§ YOUR ASSIGNMENT: Copy the lines exactly. Begin at the first line of the data and stop after the line with "fn assign_id(record: &mut".

═══ PROVIDED DATA ═══

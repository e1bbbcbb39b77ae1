//! In-memory document store. Backs the tests and the local CLI, and is the
//! shape the JSON state file serializes from.

use std::collections::BTreeMap;

use anyhow::{Result, bail};
use chrono::{DateTime, NaiveDate, Utc};
use serde::{Deserialize, Serialize};
use tokio::sync::RwLock;

use tajiri_core::{Budget, DailyLogEntry, Goal, GoalStatus, GoalUpdate, Transaction};

use crate::{BudgetStore, GoalStore, TransactionStore, UserDirectory};

/// Everything stored for one user.
#[derive(Debug, Clone, Default, Serialize, Deserialize, PartialEq)]
pub struct UserRecord {
    #[serde(default)]
    pub transactions: Vec<Transaction>,
    #[serde(default)]
    pub goals: Vec<Goal>,
    #[serde(default)]
    pub budgets: Vec<Budget>,
    /// goal id -> date -> ledger entry.
    #[serde(default)]
    pub daily_logs: BTreeMap<String, BTreeMap<NaiveDate, DailyLogEntry>>,
    /// Monotonic id counter; survives deletes so ids never repeat.
    #[serde(default)]
    pub next_id: u64,
}

/// Serializable view of the whole store, keyed by user id.
pub type Snapshot = BTreeMap<String, UserRecord>;

#[derive(Debug, Default)]
pub struct MemoryStore {
    users: RwLock<Snapshot>,
}

impl MemoryStore {
    pub fn new() -> Self {
        Self::default()
    }

    pub fn from_snapshot(snapshot: Snapshot) -> Self {
        Self {
            users: RwLock::new(snapshot),
        }
    }

    pub async fn snapshot(&self) -> Snapshot {
        self.users.read().await.clone()
    }

    /// Create the user's record if it does not exist yet.
    pub async fn ensure_user(&self, user_id: &str) {
        self.users
            .write()
            .await
            .entry(user_id.to_string())
            .or_default();
    }

    fn assign_id(record: &mut UserRecord, prefix: &str) -> String {
        record.next_id += 1;
        format!("{prefix}-{}", record.next_id)
    }
}

impl UserDirectory for MemoryStore {
    async fn list_users(&self) -> Result<Vec<String>> {
        Ok(self.users.read().await.keys().cloned().collect())
    }
}

impl TransactionStore for MemoryStore {
    async fn sum_expenses(
        &self,
        user_id: &str,
        start: DateTime<Utc>,
        end: DateTime<Utc>,
    ) -> Result<f64> {
        let users = self.users.read().await;
        let Some(record) = users.get(user_id) else {
            return Ok(0.0);
        };
        Ok(record
            .transactions
            .iter()
            .filter(|t| t.is_expense() && t.date >= start && t.date <= end)
            .map(|t| t.amount)
            .sum())
    }

    async fn expenses_in(
        &self,
        user_id: &str,
        start: DateTime<Utc>,
        end: DateTime<Utc>,
    ) -> Result<Vec<Transaction>> {
        let users = self.users.read().await;
        let Some(record) = users.get(user_id) else {
            return Ok(Vec::new());
        };
        let mut out: Vec<Transaction> = record
            .transactions
            .iter()
            .filter(|t| t.is_expense() && t.date >= start && t.date <= end)
            .cloned()
            .collect();
        out.sort_by(|a, b| b.date.cmp(&a.date));
        Ok(out)
    }

    async fn add_transaction(&self, user_id: &str, mut txn: Transaction) -> Result<Transaction> {
        let mut users = self.users.write().await;
        let record = users.entry(user_id.to_string()).or_default();
        if txn.id.is_empty() {
            txn.id = Self::assign_id(record, "txn");
        }
        record.transactions.push(txn.clone());
        Ok(txn)
    }

    async fn delete_by_description(
        &self,
        user_id: &str,
        needle: &str,
    ) -> Result<Option<Transaction>> {
        let needle = needle.to_lowercase();
        let mut users = self.users.write().await;
        let Some(record) = users.get_mut(user_id) else {
            return Ok(None);
        };
        let found = record
            .transactions
            .iter()
            .enumerate()
            .filter(|(_, t)| {
                t.description.to_lowercase().contains(&needle)
                    || t.category.to_lowercase().contains(&needle)
            })
            .max_by_key(|(_, t)| t.date)
            .map(|(idx, _)| idx);
        match found {
            Some(idx) => Ok(Some(record.transactions.remove(idx))),
            None => Ok(None),
        }
    }
}

impl GoalStore for MemoryStore {
    async fn list_active_goals(&self, user_id: &str) -> Result<Vec<Goal>> {
        let users = self.users.read().await;
        let Some(record) = users.get(user_id) else {
            return Ok(Vec::new());
        };
        Ok(record
            .goals
            .iter()
            .filter(|g| g.status == GoalStatus::Active)
            .cloned()
            .collect())
    }

    async fn list_goals(&self, user_id: &str) -> Result<Vec<Goal>> {
        let users = self.users.read().await;
        Ok(users.get(user_id).map(|r| r.goals.clone()).unwrap_or_default())
    }

    async fn add_goal(&self, user_id: &str, mut goal: Goal) -> Result<Goal> {
        let mut users = self.users.write().await;
        let record = users.entry(user_id.to_string()).or_default();
        if goal.id.is_empty() {
            goal.id = Self::assign_id(record, "goal");
        }
        record.goals.push(goal.clone());
        Ok(goal)
    }

    async fn update_goal(&self, user_id: &str, goal_id: &str, update: &GoalUpdate) -> Result<()> {
        let mut users = self.users.write().await;
        let Some(record) = users.get_mut(user_id) else {
            bail!("unknown user: {user_id}");
        };
        let Some(goal) = record.goals.iter_mut().find(|g| g.id == goal_id) else {
            bail!("unknown goal {goal_id} for user {user_id}");
        };
        goal.saved_amount = update.saved_amount;
        goal.streak_count = update.streak_count;
        goal.grace_days_used = update.grace_days_used;
        goal.status = update.status;
        goal.updated_at = update.updated_at;
        Ok(())
    }

    async fn put_daily_log(
        &self,
        user_id: &str,
        goal_id: &str,
        date: NaiveDate,
        entry: &DailyLogEntry,
    ) -> Result<()> {
        let mut users = self.users.write().await;
        let Some(record) = users.get_mut(user_id) else {
            bail!("unknown user: {user_id}");
        };
        record
            .daily_logs
            .entry(goal_id.to_string())
            .or_default()
            .insert(date, entry.clone());
        Ok(())
    }

    async fn get_daily_log(
        &self,
        user_id: &str,
        goal_id: &str,
        date: NaiveDate,
    ) -> Result<Option<DailyLogEntry>> {
        let users = self.users.read().await;
        Ok(users
            .get(user_id)
            .and_then(|r| r.daily_logs.get(goal_id))
            .and_then(|logs| logs.get(&date))
            .cloned())
    }

    async fn purge_abandoned(&self, user_id: &str, cutoff: DateTime<Utc>) -> Result<usize> {
        let mut users = self.users.write().await;
        let Some(record) = users.get_mut(user_id) else {
            return Ok(0);
        };
        let purgeable: Vec<String> = record
            .goals
            .iter()
            .filter(|g| {
                g.status == GoalStatus::Abandoned
                    && g.abandoned_at.is_some_and(|at| at <= cutoff)
            })
            .map(|g| g.id.clone())
            .collect();
        record.goals.retain(|g| !purgeable.contains(&g.id));
        for id in &purgeable {
            record.daily_logs.remove(id);
        }
        Ok(purgeable.len())
    }
}

impl BudgetStore for MemoryStore {
    async fn add_budget(&self, user_id: &str, mut budget: Budget) -> Result<Budget> {
        let mut users = self.users.write().await;
        let record = users.entry(user_id.to_string()).or_default();
        if budget.id.is_empty() {
            budget.id = Self::assign_id(record, "budget");
        }
        record.budgets.push(budget.clone());
        Ok(budget)
    }

    async fn list_budgets(&self, user_id: &str) -> Result<Vec<Budget>> {
        let users = self.users.read().await;
        Ok(users
            .get(user_id)
            .map(|r| r.budgets.clone())
            .unwrap_or_default())
    }
}

#[cfg(test)]
mod tests {
    use super::*;
    use chrono::{Duration, TimeZone};
    use tajiri_core::{DailyStatus, DayOpening, TransactionKind};

    fn txn(id: &str, kind: TransactionKind, amount: f64, at: DateTime<Utc>) -> Transaction {
        Transaction::new(id, kind, amount, "food", format!("{id} purchase"), at)
    }

    #[tokio::test]
    async fn sum_expenses_is_inclusive_and_skips_income() {
        let store = MemoryStore::new();
        let start = Utc.with_ymd_and_hms(2026, 3, 10, 0, 0, 0).unwrap();
        let end = Utc.with_ymd_and_hms(2026, 3, 10, 23, 59, 59).unwrap();

        store.add_transaction("asha", txn("a", TransactionKind::Expense, 100.0, start)).await.unwrap();
        store.add_transaction("asha", txn("b", TransactionKind::Expense, 50.0, end)).await.unwrap();
        store.add_transaction("asha", txn("c", TransactionKind::Income, 999.0, start)).await.unwrap();
        store
            .add_transaction("asha", txn("d", TransactionKind::Expense, 75.0, end + Duration::seconds(1)))
            .await
            .unwrap();

        let sum = store.sum_expenses("asha", start, end).await.unwrap();
        assert_eq!(sum, 150.0);
        assert_eq!(store.sum_expenses("nobody", start, end).await.unwrap(), 0.0);
    }

    #[tokio::test]
    async fn delete_by_description_takes_the_most_recent_match() {
        let store = MemoryStore::new();
        let early = Utc.with_ymd_and_hms(2026, 3, 9, 8, 0, 0).unwrap();
        let late = Utc.with_ymd_and_hms(2026, 3, 10, 8, 0, 0).unwrap();

        store.add_transaction("asha", txn("old", TransactionKind::Expense, 10.0, early)).await.unwrap();
        store.add_transaction("asha", txn("new", TransactionKind::Expense, 20.0, late)).await.unwrap();

        let deleted = store
            .delete_by_description("asha", "purchase")
            .await
            .unwrap()
            .unwrap();
        assert_eq!(deleted.id, "new");

        assert!(store.delete_by_description("asha", "no such thing").await.unwrap().is_none());
    }

    #[tokio::test]
    async fn daily_log_upsert_overwrites_the_same_date() {
        let store = MemoryStore::new();
        store.ensure_user("asha").await;
        let date = NaiveDate::from_ymd_opt(2026, 3, 10).unwrap();
        let entry = DailyLogEntry {
            date,
            spent_amount: 1_000.0,
            saved_amount: 9_000.0,
            status: DailyStatus::Success,
            comment: "first".to_string(),
            opening: DayOpening::default(),
        };

        store.put_daily_log("asha", "goal-1", date, &entry).await.unwrap();
        let mut second = entry.clone();
        second.comment = "second".to_string();
        store.put_daily_log("asha", "goal-1", date, &second).await.unwrap();

        let stored = store.get_daily_log("asha", "goal-1", date).await.unwrap().unwrap();
        assert_eq!(stored.comment, "second");
        let snapshot = store.snapshot().await;
        assert_eq!(snapshot["asha"].daily_logs["goal-1"].len(), 1);
    }

    #[tokio::test]
    async fn purge_abandoned_respects_the_cutoff() {
        let store = MemoryStore::new();
        let created = Utc.with_ymd_and_hms(2026, 3, 1, 9, 0, 0).unwrap();
        let start = NaiveDate::from_ymd_opt(2026, 3, 1).unwrap();

        let mut old = Goal::new("old", "Old", 1_000.0, 100.0, start, None, created);
        old.status = GoalStatus::Abandoned;
        old.abandoned_at = Some(Utc.with_ymd_and_hms(2026, 3, 2, 0, 0, 0).unwrap());

        let mut recent = Goal::new("recent", "Recent", 1_000.0, 100.0, start, None, created);
        recent.status = GoalStatus::Abandoned;
        recent.abandoned_at = Some(Utc.with_ymd_and_hms(2026, 3, 9, 0, 0, 0).unwrap());

        let active = Goal::new("live", "Live", 1_000.0, 100.0, start, None, created);

        store.add_goal("asha", old).await.unwrap();
        store.add_goal("asha", recent).await.unwrap();
        store.add_goal("asha", active).await.unwrap();

        let cutoff = Utc.with_ymd_and_hms(2026, 3, 7, 0, 0, 0).unwrap();
        let purged = store.purge_abandoned("asha", cutoff).await.unwrap();
        assert_eq!(purged, 1);

        let ids: Vec<String> = store
            .list_goals("asha")
            .await
            .unwrap()
            .into_iter()
            .map(|g| g.id)
            .collect();
        assert_eq!(ids, vec!["recent".to_string(), "live".to_string()]);
    }

    #[tokio::test]
    async fn store_assigns_ids_that_never_repeat() {
        let store = MemoryStore::new();
        let at = Utc.with_ymd_and_hms(2026, 3, 10, 8, 0, 0).unwrap();
        let a = store
            .add_transaction("asha", txn("", TransactionKind::Expense, 10.0, at))
            .await
            .unwrap();
        store.delete_by_description("asha", "purchase").await.unwrap();
        let b = store
            .add_transaction("asha", txn("", TransactionKind::Expense, 10.0, at))
            .await
            .unwrap();
        assert_eq!(a.id, "txn-1");
        assert_eq!(b.id, "txn-2");
    }
}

═══

§ RESULT FOR THIS TASK:
repository e1bbbcbb39b77ae1
//! In-memory document store. Backs the tests and the local CLI, and is the
//! shape the JSON state file serializes from.

use std::collections::BTreeMap;

use anyhow::{Result, bail};
use chrono::{DateTime, NaiveDate, Utc};
use serde::{Deserialize, Serialize};
use tokio::sync::RwLock;

use tajiri_core::{Budget, DailyLogEntry, Goal, GoalStatus, GoalUpdate, Transaction};

use crate::{BudgetStore, GoalStore, TransactionStore, UserDirectory};

/// Everything stored for one user.
#[derive(Debug, Clone, Default, Serialize, Deserialize, PartialEq)]
pub struct UserRecord {
    #[serde(default)]
    pub transactions: Vec<Transaction>,
    #[serde(default)]
    pub goals: Vec<Goal>,
    #[serde(default)]
    pub budgets: Vec<Budget>,
    /// goal id -> date -> ledger entry.
    #[serde(default)]
    pub daily_logs: BTreeMap<String, BTreeMap<NaiveDate, DailyLogEntry>>,
    /// Monotonic id counter; survives deletes so ids never repeat.
    #[serde(default)]
    pub next_id: u64,
}

/// Serializable view of the whole store, keyed by user id.
pub type Snapshot = BTreeMap<String, UserRecord>;

#[derive(Debug, Default)]
pub struct MemoryStore {
    users: RwLock<Snapshot>,
}

impl MemoryStore {
    pub fn new() -> Self {
        Self::default()
    }

    pub fn from_snapshot(snapshot: Snapshot) -> Self {
        Self {
            users: RwLock::new(snapshot),
        }
    }

    pub async fn snapshot(&self) -> Snapshot {
        self.users.read().await.clone()
    }

    /// Create the user's record if it does not exist yet.
    pub async fn ensure_user(&self, user_id: &str) {
        self.users
            .write()
            .await
            .entry(user_id.to_string())
            .or_default();
    }

    fn assign_id(record: &mut UserRecord, prefix: &str) -> String {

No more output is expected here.